-- WHAT IS EXPECTED --
Filter on the word "ConversationId": copy each matching line from the listing below.

-- SOURCE RECORDS --
+===+
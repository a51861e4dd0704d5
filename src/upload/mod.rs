//! Chat attachments: validate, upload over REST, then announce the file in the conversation.
//!
//! The two steps are not transactional. A failed follow-up send leaves the
//! uploaded file on the server with no message pointing at it.

use serde::Deserialize;
use thiserror::Error;

use crate::forms::files::{FileRule, SelectedFile};
use crate::forms::ValidationError;
use crate::messaging::payload::MessageType;
use crate::messaging::MessagingClient;
use crate::transport::errors::TransportError;
use crate::transport::types::ConversationId;

pub const UPLOAD_ENDPOINT: &str = "/api/files/upload";

#[derive(Clone, Debug, Default, PartialEq, Eq, Deserialize)]
#[serde(rename_all = "camelCase")]
pub struct UploadResponse {
    #[serde(default)]
    pub success: bool,
    #[serde(default)]
    pub original_filename: Option<String>,
    #[serde(default)]
    pub error: Option<String>,
}

#[derive(Debug, Error)]
pub enum UploadError {
    #[error(transparent)]
    Invalid(#[from] ValidationError),
    #[error("File upload failed: {0}")]
    Network(String),
    #[error("{0}")]
    Rejected(String),
    #[error(transparent)]
    Send(#[from] TransportError),
}

/// Posts one file as multipart form data.
pub trait FileUploader {
    fn upload(
        &mut self,
        file: &SelectedFile,
        bytes: Vec<u8>,
        conversation: ConversationId,
    ) -> Result<UploadResponse, UploadError>;
}

/// Uploads `file` and sends a message naming it. Every failure is also shown as an error banner.
pub fn send_attachment(
    client: &mut MessagingClient,
    uploader: &mut dyn FileUploader,
    conversation: ConversationId,
    file: &SelectedFile,
    bytes: Vec<u8>,
) -> Result<String, UploadError> {
    if let Err(error) = FileRule::ChatAttachment.check(file) {
        client.report_error(error.message.clone());
        return Err(error.into());
    }

    let response = match uploader.upload(file, bytes, conversation) {
        Ok(response) => response,
        Err(error) => {
            client.report_error(error.to_string());
            return Err(error);
        }
    };
    if !response.success {
        let reason = response
            .error
            .unwrap_or_else(|| String::from("File upload failed"));
        client.report_error(reason.clone());
        return Err(UploadError::Rejected(reason));
    }

    let filename = response
        .original_filename
        .unwrap_or_else(|| file.name.clone());
    log::info!("uploaded {filename} to conversation {conversation}");
    let message_type = MessageType::for_content_type(&file.content_type);
    if let Err(error) = client.send_message(conversation, &filename, message_type) {
        log::warn!("uploaded {filename} but the follow-up message failed: {error}");
        return Err(error.into());
    }
    Ok(filename)
}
+===+
-- RESPONSE TO THE TASK --
use crate::transport::types::ConversationId;
        conversation: ConversationId,
    conversation: ConversationId,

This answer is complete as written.